Absolutely it is. Social media is a channel, that’s all. There are many reasons why it isn’t suitable for all organisations, from target audiences being difficult to reach or influence, to a company culture that isn’t open or receptive enough, to budgetary constraints, to resourcing issues. In an ideal world I’d encourage every company to get involved in the social web in one way or another as the benefits can be huge. But we don’t live in an ideal world.
Which BOTTLE social media campaign stands out for you the most?
We recently won a CorpComms Digi Award for our work with HISTORY, the TV channel. The campaign is a partnership with foursquare whereby HISTORY is offering unique historical tips to users for checking in to over 600 locations around London. If someone checks in to any four locations they unlock a special, limited edition badge, and they’re also offered discounts at over 20 partner locations. The partnership is the first of its kind in the UK and achieved fantastic results across blogs and Twitter when it launched. More importantly, however, it’s helping HISTORY to change the perceptions of its brand and to appeal to a younger and more tech-savvy audience.

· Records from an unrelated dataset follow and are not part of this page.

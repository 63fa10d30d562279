//! Binary frame encoding and decoding for the terminal radio link.
//!
//! Frame format:
//! - START (1 byte): 0xA5
//! - VER (1 byte): protocol version
//! - CMD (1 byte): command identifier
//! - TARGET (1 byte): detector group id
//! - LEN (1 byte): payload length
//! - PAYLOAD (0..=9 bytes)
//! - CHECKSUM (1 byte): XOR of VER, CMD, TARGET, LEN and all PAYLOAD bytes
//! - END (1 byte): 0x5A
//!
//! Marker bytes inside the payload are not escaped. A payload (or checksum)
//! byte equal to `FRAME_END` makes the frame unrecoverable from a byte
//! stream; in practice payloads are a single status byte and never collide.

use heapless::Vec;

/// Frame start marker
pub const FRAME_START: u8 = 0xA5;

/// Frame end marker
pub const FRAME_END: u8 = 0x5A;

/// Protocol version written into every frame
pub const PROTOCOL_VERSION: u8 = 0x01;

/// Maximum complete frame size, markers included
pub const MAX_FRAME_LEN: usize = 16;

/// START + VER + CMD + TARGET + LEN + CHECKSUM + END
pub const FRAME_OVERHEAD: usize = 7;

/// Maximum payload size in bytes
pub const MAX_PAYLOAD_SIZE: usize = MAX_FRAME_LEN - FRAME_OVERHEAD;

/// Receive accumulation buffer size
pub const RX_BUFFER_SIZE: usize = 64;

/// Errors that can occur during frame encoding
#[derive(Debug, Clone, Copy, PartialEq, Eq)]
#[cfg_attr(feature = "defmt", derive(defmt::Format))]
pub enum FrameError {
    /// Payload exceeds `MAX_PAYLOAD_SIZE`
    PayloadTooLarge,
    /// Output buffer too small for the encoded frame
    BufferTooSmall,
}

/// A parsed or constructed frame
#[derive(Debug, Clone, PartialEq, Eq)]
#[cfg_attr(feature = "defmt", derive(defmt::Format))]
pub struct Frame {
    /// Protocol version byte
    pub version: u8,
    /// Command identifier
    pub command: u8,
    /// Target detector (group) id
    pub target: u8,
    /// Payload data
    pub payload: Vec<u8, MAX_PAYLOAD_SIZE>,
}

impl Frame {
    /// Create a frame for the current protocol version
    pub fn new(command: u8, target: u8, payload: &[u8]) -> Result<Self, FrameError> {
        let mut payload_vec = Vec::new();
        payload_vec
            .extend_from_slice(payload)
            .map_err(|_| FrameError::PayloadTooLarge)?;

        Ok(Self {
            version: PROTOCOL_VERSION,
            command,
            target,
            payload: payload_vec,
        })
    }

    /// XOR checksum over the header fields and payload
    pub fn checksum(version: u8, command: u8, target: u8, payload: &[u8]) -> u8 {
        let mut checksum = version ^ command ^ target ^ (payload.len() as u8);
        for &byte in payload {
            checksum ^= byte;
        }
        checksum
    }

    /// Total encoded length of this frame
    pub fn encoded_len(&self) -> usize {
        FRAME_OVERHEAD + self.payload.len()
    }

    /// Encode this frame into a byte buffer
    ///
    /// Returns the number of bytes written
    pub fn encode(&self, buffer: &mut [u8]) -> Result<usize, FrameError> {
        let frame_len = self.encoded_len();
        if buffer.len() < frame_len {
            return Err(FrameError::BufferTooSmall);
        }

        let len = self.payload.len();
        buffer[0] = FRAME_START;
        buffer[1] = self.version;
        buffer[2] = self.command;
        buffer[3] = self.target;
        buffer[4] = len as u8;
        buffer[5..5 + len].copy_from_slice(&self.payload);
        buffer[5 + len] = Self::checksum(self.version, self.command, self.target, &self.payload);
        buffer[6 + len] = FRAME_END;

        Ok(frame_len)
    }

    /// Encode this frame into a heapless Vec
    pub fn encode_to_vec(&self) -> Result<Vec<u8, MAX_FRAME_LEN>, FrameError> {
        let mut buffer = [0u8; MAX_FRAME_LEN];
        let len = self.encode(&mut buffer)?;
        let mut vec = Vec::new();
        vec.extend_from_slice(&buffer[..len])
            .map_err(|_| FrameError::BufferTooSmall)?;
        Ok(vec)
    }

    /// Decode exactly one frame spanning the whole of `bytes`
    ///
    /// Returns `None` for anything that is not a valid frame: too short,
    /// marker mismatch, declared length disagreeing with the actual size,
    /// or checksum mismatch.
    pub fn decode(bytes: &[u8]) -> Option<Self> {
        if bytes.len() < FRAME_OVERHEAD {
            return None;
        }
        if bytes[0] != FRAME_START || bytes[bytes.len() - 1] != FRAME_END {
            return None;
        }

        let version = bytes[1];
        let command = bytes[2];
        let target = bytes[3];
        let len = bytes[4] as usize;
        if FRAME_OVERHEAD + len != bytes.len() {
            return None;
        }

        let payload = &bytes[5..5 + len];
        if Self::checksum(version, command, target, payload) != bytes[5 + len] {
            return None;
        }

        let mut payload_vec = Vec::new();
        payload_vec.extend_from_slice(payload).ok()?;

        Some(Self {
            version,
            command,
            target,
            payload: payload_vec,
        })
    }
}

/// Encode a command for `target` into wire bytes
pub fn encode_frame(
    command: u8,
    target: u8,
    payload: &[u8],
) -> Result<Vec<u8, MAX_FRAME_LEN>, FrameError> {
    Frame::new(command, target, payload)?.encode_to_vec()
}

/// Decode one complete frame; `None` if the bytes are not a valid frame
pub fn decode_frame(bytes: &[u8]) -> Option<Frame> {
    Frame::decode(bytes)
}

/// Accumulates received bytes until a valid frame can be extracted
///
/// Reads from the radio arrive in arbitrary chunks, possibly with line
/// noise before or between frames.
#[derive(Debug, Clone, Default)]
pub struct RxBuffer {
    buf: Vec<u8, RX_BUFFER_SIZE>,
    overflows: u32,
}

impl RxBuffer {
    /// Create an empty receive buffer
    pub const fn new() -> Self {
        Self {
            buf: Vec::new(),
            overflows: 0,
        }
    }

    /// Append received bytes
    ///
    /// When the buffer is full, the oldest bytes are dropped up to the
    /// next START marker (or all of them, if there is none) and the
    /// overflow counter is incremented.
    pub fn push(&mut self, bytes: &[u8]) {
        for &byte in bytes {
            if self.buf.is_full() {
                self.overflows = self.overflows.saturating_add(1);
                match self.buf[1..].iter().position(|&b| b == FRAME_START) {
                    Some(offset) => self.consume(offset + 1),
                    None => self.buf.clear(),
                }
            }
            let _ = self.buf.push(byte);
        }
    }

    /// Extract the first valid frame in the buffer, if any
    ///
    /// Each candidate spans a START marker up to the first END marker
    /// after it. Bytes before the first START marker are discarded, and
    /// bytes up to and including the accepted frame are consumed.
    /// Invalid candidates stay until pushed out by newer bytes.
    pub fn take_frame(&mut self) -> Option<Frame> {
        match self.buf.iter().position(|&b| b == FRAME_START) {
            Some(0) => {}
            Some(start) => self.consume(start),
            None => {
                self.buf.clear();
                return None;
            }
        }

        let mut search_from = 0;

        while let Some(offset) = self.buf[search_from..]
            .iter()
            .position(|&b| b == FRAME_START)
        {
            let start = search_from + offset;
            let end = start + 1 + self.buf[start + 1..].iter().position(|&b| b == FRAME_END)?;

            if let Some(frame) = decode_frame(&self.buf[start..=end]) {
                self.consume(end + 1);
                return Some(frame);
            }
            search_from = start + 1;
        }

        None
    }

    /// Drop all buffered bytes
    pub fn clear(&mut self) {
        self.buf.clear();
    }

    /// Number of bytes currently buffered
    pub fn len(&self) -> usize {
        self.buf.len()
    }

    /// Check if nothing is buffered
    pub fn is_empty(&self) -> bool {
        self.buf.is_empty()
    }

    /// Number of times the buffer overflowed and dropped old bytes
    pub fn overflows(&self) -> u32 {
        self.overflows
    }

    fn consume(&mut self, count: usize) {
        let remaining = self.buf.len() - count;
        self.buf.copy_within(count.., 0);
        self.buf.truncate(remaining);
    }
}

#[cfg(test)]
mod tests {
    use super::*;
    use proptest::prelude::*;

    #[test]
    fn test_encode_empty_payload() {
        let encoded = encode_frame(0x10, 3, &[]).unwrap();

        assert_eq!(encoded.len(), 7);
        assert_eq!(encoded[0], FRAME_START);
        assert_eq!(encoded[1], PROTOCOL_VERSION);
        assert_eq!(encoded[2], 0x10);
        assert_eq!(encoded[3], 3);
        assert_eq!(encoded[4], 0);
        assert_eq!(encoded[5], 0x01 ^ 0x10 ^ 3); // checksum
        assert_eq!(encoded[6], FRAME_END);
    }

    #[test]
    fn test_encode_status_payload() {
        let encoded = encode_frame(0x20, 2, &[1]).unwrap();

        assert_eq!(encoded.len(), 8);
        assert_eq!(encoded[4], 1);
        assert_eq!(encoded[5], 1);
        assert_eq!(encoded[6], 0x01 ^ 0x20 ^ 2 ^ 1 ^ 1);
    }

    #[test]
    fn test_encode_into_small_buffer() {
        let frame = Frame::new(0x20, 1, &[1, 2]).unwrap();
        let mut buffer = [0u8; 8];
        assert_eq!(frame.encode(&mut buffer), Err(FrameError::BufferTooSmall));
    }

    #[test]
    fn test_max_payload_fits() {
        let payload = [0x11u8; MAX_PAYLOAD_SIZE];
        let encoded = encode_frame(0x30, 9, &payload).unwrap();
        assert_eq!(encoded.len(), MAX_FRAME_LEN);
    }

    #[test]
    fn test_decode_rejects_short_input() {
        assert_eq!(decode_frame(&[FRAME_START, 1, 0x10, 0, 0, FRAME_END]), None);
        assert_eq!(decode_frame(&[]), None);
    }

    #[test]
    fn test_decode_rejects_marker_mismatch() {
        let mut encoded = encode_frame(0x10, 1, b"OK").unwrap();
        encoded[0] = 0x00;
        assert_eq!(decode_frame(&encoded), None);

        let mut encoded = encode_frame(0x10, 1, b"OK").unwrap();
        let last = encoded.len() - 1;
        encoded[last] = 0x00;
        assert_eq!(decode_frame(&encoded), None);
    }

    #[test]
    fn test_decode_rejects_length_mismatch() {
        let mut encoded = encode_frame(0x20, 1, &[2]).unwrap();
        encoded[4] = 2;
        assert_eq!(decode_frame(&encoded), None);
    }

    #[test]
    fn test_rx_buffer_skips_noise() {
        let mut rx = RxBuffer::new();
        rx.push(&[0x00, 0xFF, 0x12]);
        rx.push(&encode_frame(0x20, 4, &[2]).unwrap());

        let frame = rx.take_frame().unwrap();
        assert_eq!(frame.command, 0x20);
        assert_eq!(frame.target, 4);
        assert_eq!(&frame.payload[..], &[2]);
        assert!(rx.is_empty());
    }

    #[test]
    fn test_rx_buffer_split_reads() {
        let encoded = encode_frame(0x10, 1, b"OK").unwrap();
        let mut rx = RxBuffer::new();

        rx.push(&encoded[..3]);
        assert_eq!(rx.take_frame(), None);

        rx.push(&encoded[3..]);
        assert_eq!(rx.take_frame().map(|f| f.command), Some(0x10));
    }

    #[test]
    fn test_rx_buffer_first_valid_frame_wins() {
        let mut rx = RxBuffer::new();
        rx.push(&encode_frame(0x20, 1, &[1]).unwrap());
        rx.push(&encode_frame(0x20, 2, &[2]).unwrap());

        assert_eq!(rx.take_frame().map(|f| f.target), Some(1));
        assert_eq!(rx.take_frame().map(|f| f.target), Some(2));
        assert_eq!(rx.take_frame(), None);
    }

    #[test]
    fn test_rx_buffer_stray_start_marker() {
        let mut rx = RxBuffer::new();
        rx.push(&[FRAME_START, 0x33]);
        rx.push(&encode_frame(0x20, 5, &[1]).unwrap());

        assert_eq!(rx.take_frame().map(|f| f.target), Some(5));
    }

    #[test]
    fn test_rx_buffer_overflow_drops_noise() {
        let mut rx = RxBuffer::new();
        rx.push(&[0u8; RX_BUFFER_SIZE]);
        assert_eq!(rx.overflows(), 0);

        rx.push(&[0u8; 2]);
        assert_eq!(rx.overflows(), 1);
        assert_eq!(rx.len(), 2);
    }

    #[test]
    fn test_rx_buffer_frame_across_full_boundary() {
        let mut rx = RxBuffer::new();
        rx.push(&[0u8; RX_BUFFER_SIZE - 4]);
        rx.push(&encode_frame(0x20, 6, &[1]).unwrap());

        assert_eq!(rx.overflows(), 1);
        let frame = rx.take_frame().unwrap();
        assert_eq!(frame.target, 6);
        assert_eq!(&frame.payload[..], &[1]);
        assert!(rx.is_empty());
    }

    #[test]
    fn test_rx_buffer_take_discards_leading_noise() {
        let mut rx = RxBuffer::new();
        rx.push(&[0x11; 40]);
        assert_eq!(rx.take_frame(), None);
        assert!(rx.is_empty());

        let encoded = encode_frame(0x10, 2, b"OK").unwrap();
        rx.push(&[0x22, 0x33]);
        rx.push(&encoded[..4]);
        assert_eq!(rx.take_frame(), None);
        assert_eq!(rx.len(), 4);

        rx.push(&encoded[4..]);
        assert_eq!(rx.take_frame().map(|f| f.target), Some(2));
    }

    proptest! {
        #[test]
        fn prop_roundtrip(
            command in any::<u8>(),
            target in any::<u8>(),
            payload in proptest::collection::vec(any::<u8>(), 0..=MAX_PAYLOAD_SIZE),
        ) {
            let encoded = encode_frame(command, target, &payload).unwrap();
            let frame = decode_frame(&encoded).unwrap();

            prop_assert_eq!(frame.version, PROTOCOL_VERSION);
            prop_assert_eq!(frame.command, command);
            prop_assert_eq!(frame.target, target);
            prop_assert_eq!(&frame.payload[..], &payload[..]);
        }

        #[test]
        fn prop_checksum_bit_flip_rejected(
            command in any::<u8>(),
            target in any::<u8>(),
            payload in proptest::collection::vec(any::<u8>(), 0..=MAX_PAYLOAD_SIZE),
            bit in 0u8..8,
        ) {
            let mut encoded = encode_frame(command, target, &payload).unwrap();
            let checksum_index = encoded.len() - 2;
            encoded[checksum_index] ^= 1 << bit;

            prop_assert_eq!(decode_frame(&encoded), None);
        }

        #[test]
        fn prop_oversize_payload_rejected(
            payload in proptest::collection::vec(any::<u8>(), (MAX_PAYLOAD_SIZE + 1)..64),
        ) {
            prop_assert_eq!(encode_frame(0x20, 1, &payload), Err(FrameError::PayloadTooLarge));
        }
    }
}
//! Configuration types
//!
//! The terminal reads its configuration from TOML (flash or embedded) or
//! from a postcard blob; the detector's few settings are fixed at build
//! time.

pub mod toml;
pub mod types;
pub mod validate;

pub use self::toml::{parse_terminal_config, ParseError};
pub use types::*;
pub use validate::{has_critical, validate, ConfigIssue, Issues, Severity};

The #NoSearch project involved you not using search engines for two months. Has it changed your view on the importance of search engines?
This experiment has been a minor revelation, if that’s not a contradiction in terms. It’s made me think in very different ways about search engines, online communities and the web as a whole; how they operate, how much we’ve come to blindly trust technology; and how valuable personal networks are.
Search engines definitely make us lazy and so it was a struggle for the first few weeks. There was some interesting research in the Telegraph recently which suggested that the way our memories work are changing (evolving?) due to their influence, and this would seem to back up my own experiences as, once I’d adjusted to the lack of search, I’ve not found it that difficult other than the odd occasion where my networks haven’t had the answers I needed.
And not being able to use a search engine for two months has opened my eyes to the way search itself is changing. Advances such as Google Instant (where search results are suggested to you as you type) put a lot of power over what we see and how we perceive the world in the search engine’s hands. Whether that’s a good thing or not is debatable.
How do you use social media?
I’m a bit of a geek, I have to admit, and definitely what you’d class as a heavy user. My basics are Twitter, Facebook and now Google+, all of which I use on a daily basis. I also subscribe to many different blogs, and so have daily contact with those as well, and post on my own PR 2.0 blog, TheSocialWeb, a couple of times a week. And then around that I use sites such as Diigo, Stumbleupon, LinkedIn, foursquare, PicPlz, Spotify and Audioboo periodically, among others. My use tends to be based mostly around my professional interest in social communications – I’ve made numerous friends who I’ve met offline and even more acquaintances who I’ve yet to meet in person through social media, and it’s fair to say that I wouldn’t be where I am now career-wise without them.
What’s next on the social media horizon?
If I knew that I’d be a millionaire! But my gut feel is that we’re headed toward an evolution in how and perhaps even why we use social media platforms. The launch of Google+ recently gives huge clues about this from one of the web’s main players. While most commentary has focused on whether it’ll eclipse Facebook or Twitter or LinkedIn, I think this is a red herring.
My belief is that Google’s going after Microsoft, not the other social networks. What Google+ has done is introduce some ‘missing pieces’ to the Google puzzle that now means it can offer a virtually complete set of cloud-based services. Google’s strategy is all about online collaboration and integration as that’s how technology is moving – it wants to own the cloud. Only Apple, thus far, is showing any signs of competing with this and Microsoft, which is already starting to look like a dinosaur, could be in big, big trouble in a very short space of time.